Nasse Dämmung

27.12.2007



Hallo Zusammen,

Problembeschreibung:

Habe ein 2-geschossiges Haus, wo Ich momentan nur im 1. EG wohne und beheize. Das 2 - Geschoß ist unbewohnt und hat keine Decken, nur das Schrägdach. Das Schrägdach hat ein Winkel ca. 8 Grad. Die Dämmfläche ist ca.80qm².
Der Dach-Aufbau ist von oben gesehen so aufgebaut : Dachpappe - OSB Platten - Dachlattung.
Zwischen der Dachlattung habe ich die Dämmung " Ursa Klemmfilz SF 035/180mm" (Dachlattung ist 200mm) 20mm Luft angebracht.
Da die Dampfsperrfolie nicht sofort angebracht wurde , hatte sich zwischen OSB-Platten und Dämmung Feuchtigkeit ; Schwitzwasser gebildet .
Meine Frage ist: soll Ich die Dämmung zwischen der Dachlattung abnehmen und auf den Boden legen zum trocknen ( da sich sonst Schimmel bildet ) oder muss man die Dämmung durch neue ersetzen.
Info: die Dämmung ist nicht ganz Durchfeuchtet ca.1/4 der Dämmdicke.



Danke im voraus

Mfg Salvatore



ungewöhnlicher Aufbau...



...Wer hat denn das gemacht (das Dach)? Nach außen sollte man immer diffusionsoffener werden! Und OSB sind so gut wie dampfdicht. Die Dämmung mußt du auf jeden Fall trocknen, ich frage mich nur, wie weiter? Sind es keine OSB, sondern Seekiefer (auch nicht sooooo viel besser)?. Da du sicher den Aufbau nicht mehr abreißen willst, solltest du dir mal einen Fachmann ins Haus holen.

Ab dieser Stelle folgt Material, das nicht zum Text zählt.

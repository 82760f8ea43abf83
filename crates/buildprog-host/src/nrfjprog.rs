//! nrfjprog-backed probe scanner and fleet programmer

use buildprog_core::device::{DeviceRecord, SelectFlags};
use buildprog_core::error::ProbeError;
use buildprog_core::options::{BootloaderMode, Core};
use buildprog_core::{FleetProgrammer, ProbeScanner};
use indicatif::{ProgressBar, ProgressStyle};
use std::io;
use std::process::Command;
use std::thread;

const NRFJPROG: &str = "nrfjprog";

/// Spawns external tools
///
/// Shared between programming threads, one per board.
pub trait CommandRunner: Sync {
    /// Run to completion with inherited stdio and return the exit code
    fn status(&self, program: &str, args: &[String]) -> io::Result<i32>;

    /// Run to completion and return the exit code and captured stdout
    fn output(&self, program: &str, args: &[String]) -> io::Result<(i32, String)>;
}

/// Runs tools with [`std::process::Command`]
#[derive(Debug, Clone, Copy, Default)]
pub struct SystemRunner;

impl CommandRunner for SystemRunner {
    fn status(&self, program: &str, args: &[String]) -> io::Result<i32> {
        let status = Command::new(program).args(args).status()?;
        Ok(status.code().unwrap_or(-1))
    }

    fn output(&self, program: &str, args: &[String]) -> io::Result<(i32, String)> {
        let out = Command::new(program).args(args).output()?;
        Ok((
            out.status.code().unwrap_or(-1),
            String::from_utf8_lossy(&out.stdout).into_owned(),
        ))
    }
}

/// Serial numbers in `nrfjprog --ids` output
pub fn parse_serials(output: &str) -> Vec<u64> {
    output
        .split(|c: char| !c.is_ascii_digit())
        .filter(|s| !s.is_empty())
        .filter_map(|s| match s.parse::<u64>() {
            Ok(serial) => Some(serial),
            Err(e) => {
                log::warn!("Ignoring serial number '{}': {}", s, e);
                None
            }
        })
        .collect()
}

/// Debug probe access through nrfjprog
pub struct Nrfjprog<R = SystemRunner> {
    runner: R,
    progress: bool,
}

impl Nrfjprog<SystemRunner> {
    /// Use the nrfjprog found in `PATH`
    pub fn new() -> Self {
        Self::with_runner(SystemRunner)
    }
}

impl Default for Nrfjprog<SystemRunner> {
    fn default() -> Self {
        Self::new()
    }
}

impl<R: CommandRunner> Nrfjprog<R> {
    /// Use a custom command runner
    pub fn with_runner(runner: R) -> Self {
        Self {
            runner,
            progress: false,
        }
    }

    /// Show a progress bar during fleet passes
    pub fn with_progress(mut self, progress: bool) -> Self {
        self.progress = progress;
        self
    }

    fn nrfjprog(&self, args: &[String]) -> bool {
        log::debug!("{} {}", NRFJPROG, args.join(" "));
        match self.runner.status(NRFJPROG, args) {
            Ok(0) => true,
            Ok(code) => {
                log::debug!("{} exited with {}", NRFJPROG, code);
                false
            }
            Err(e) => {
                log::error!("Failed to run {}: {}", NRFJPROG, e);
                false
            }
        }
    }

    fn reset(&self, serial: u64) -> bool {
        self.nrfjprog(&args(&["-r", "--snr", &serial.to_string()]))
    }

    fn recover(&self, serial: u64) -> bool {
        let snr = serial.to_string();
        self.nrfjprog(&args(&["--recover", "--coprocessor", "CP_NETWORK", "--snr", &snr]))
            && self.nrfjprog(&args(&["--recover", "--snr", &snr]))
    }

    fn program_core(
        &self,
        dev: &DeviceRecord,
        core: Core,
        bootloader: Option<BootloaderMode>,
    ) -> bool {
        let (hex, erase, coprocessor) = match core {
            Core::App => (&dev.hex_path_app, "--chiperase", "CP_APPLICATION"),
            Core::Net => (&dev.hex_path_net, "--sectorerase", "CP_NETWORK"),
        };
        let Some(hex) = hex else {
            log::error!("No {} core hex file for {}", core, dev);
            return false;
        };

        log::info!("Programming {} core on: {}", core, dev);
        let snr = dev.serial.to_string();
        let hex = hex.display().to_string();
        let mut cmd = args(&["--program", &hex, "-f", "NRF53", "-q", "--snr", &snr, erase]);
        if core == Core::App && bootloader == Some(BootloaderMode::External) {
            cmd.push("--qspichiperase".into());
        }
        cmd.extend(args(&["--coprocessor", coprocessor]));
        self.nrfjprog(&cmd)
    }

    /// Program pending cores, net core first. Stops at the first failure.
    fn program_pending(&self, dev: &mut DeviceRecord, bootloader: Option<BootloaderMode>) -> bool {
        for core in [Core::Net, Core::App] {
            let status = dev.core_status(core);
            if status != SelectFlags::Tbd && status != SelectFlags::Fail {
                continue;
            }
            let ok = self.program_core(dev, core, bootloader);
            let flag = dev.core_status_mut(core);
            if status == SelectFlags::Fail {
                flag.recover(ok);
            } else {
                flag.complete(ok);
            }
            if !ok {
                return false;
            }
        }
        true
    }

    fn service(&self, dev: &mut DeviceRecord, bootloader: Option<BootloaderMode>) {
        if dev.only_reboot == SelectFlags::Tbd {
            log::info!("Resetting {}", dev);
            let ok = self.reset(dev.serial);
            dev.only_reboot.complete(ok);
            return;
        }

        if !self.program_pending(dev, bootloader) && dev.recover_on_fail {
            log::warn!("Programming failed on {}, recovering", dev);
            if self.recover(dev.serial) {
                self.program_pending(dev, bootloader);
            } else {
                log::error!("Recovery failed on {}", dev);
            }
        }

        let programmed = dev.core_app == SelectFlags::Done || dev.core_net == SelectFlags::Done;
        if programmed && !self.reset(dev.serial) {
            log::warn!("Reset after programming failed on {}", dev);
        }
    }
}

fn args(list: &[&str]) -> Vec<String> {
    list.iter().map(|s| s.to_string()).collect()
}

impl<R: CommandRunner> ProbeScanner for Nrfjprog<R> {
    fn list(&mut self) -> Result<Vec<u64>, ProbeError> {
        let (code, stdout) = self.runner.output(NRFJPROG, &args(&["--ids"]))?;
        if code != 0 {
            return Err(ProbeError::Failed(code));
        }
        let serials = parse_serials(&stdout);
        if serials.is_empty() {
            log::warn!("No programmer/debugger connected to PC");
        }
        Ok(serials)
    }
}

impl<R: CommandRunner> FleetProgrammer for Nrfjprog<R> {
    fn run(
        &mut self,
        devices: &mut [DeviceRecord],
        bootloader: Option<BootloaderMode>,
        sequential: bool,
    ) {
        let pending: Vec<&mut DeviceRecord> = devices.iter_mut().filter(|d| d.connected).collect();

        let pb = if self.progress {
            ProgressBar::new(pending.len() as u64)
        } else {
            ProgressBar::hidden()
        };
        if let Ok(style) = ProgressStyle::with_template(
            "{spinner:.green} [{elapsed_precise}] [{bar:40.cyan/blue}] {pos}/{len} boards",
        ) {
            pb.set_style(style.progress_chars("#>-"));
        }

        let this = &*self;
        if sequential {
            for dev in pending {
                this.service(dev, bootloader);
                pb.inc(1);
            }
        } else {
            thread::scope(|s| {
                for dev in pending {
                    let pb = pb.clone();
                    s.spawn(move || {
                        this.service(dev, bootloader);
                        pb.inc(1);
                    });
                }
            });
        }
        pb.finish_and_clear();
    }
}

Gibt es zwischen Dämmung und OSB eine Hinterlüftung vom Trauf zum First?
Schau dir den ganzen Aufbau nochmal genau an und berichte.
Wenn der Aufbau tatsächlich so ist wie von dir beschrieben (ohne Hinterlüftung), ist es haarig...

Gruß Patrick.



..erstmal vieeelen Dank der Mühen...



Wenn Ich es richtig verstanden habe, mit der Hinterlüftung. Die Hinterlüftung sollte 20mm sein ,da die Dachsparren 200mm sind und die Dämmung 180mm ist.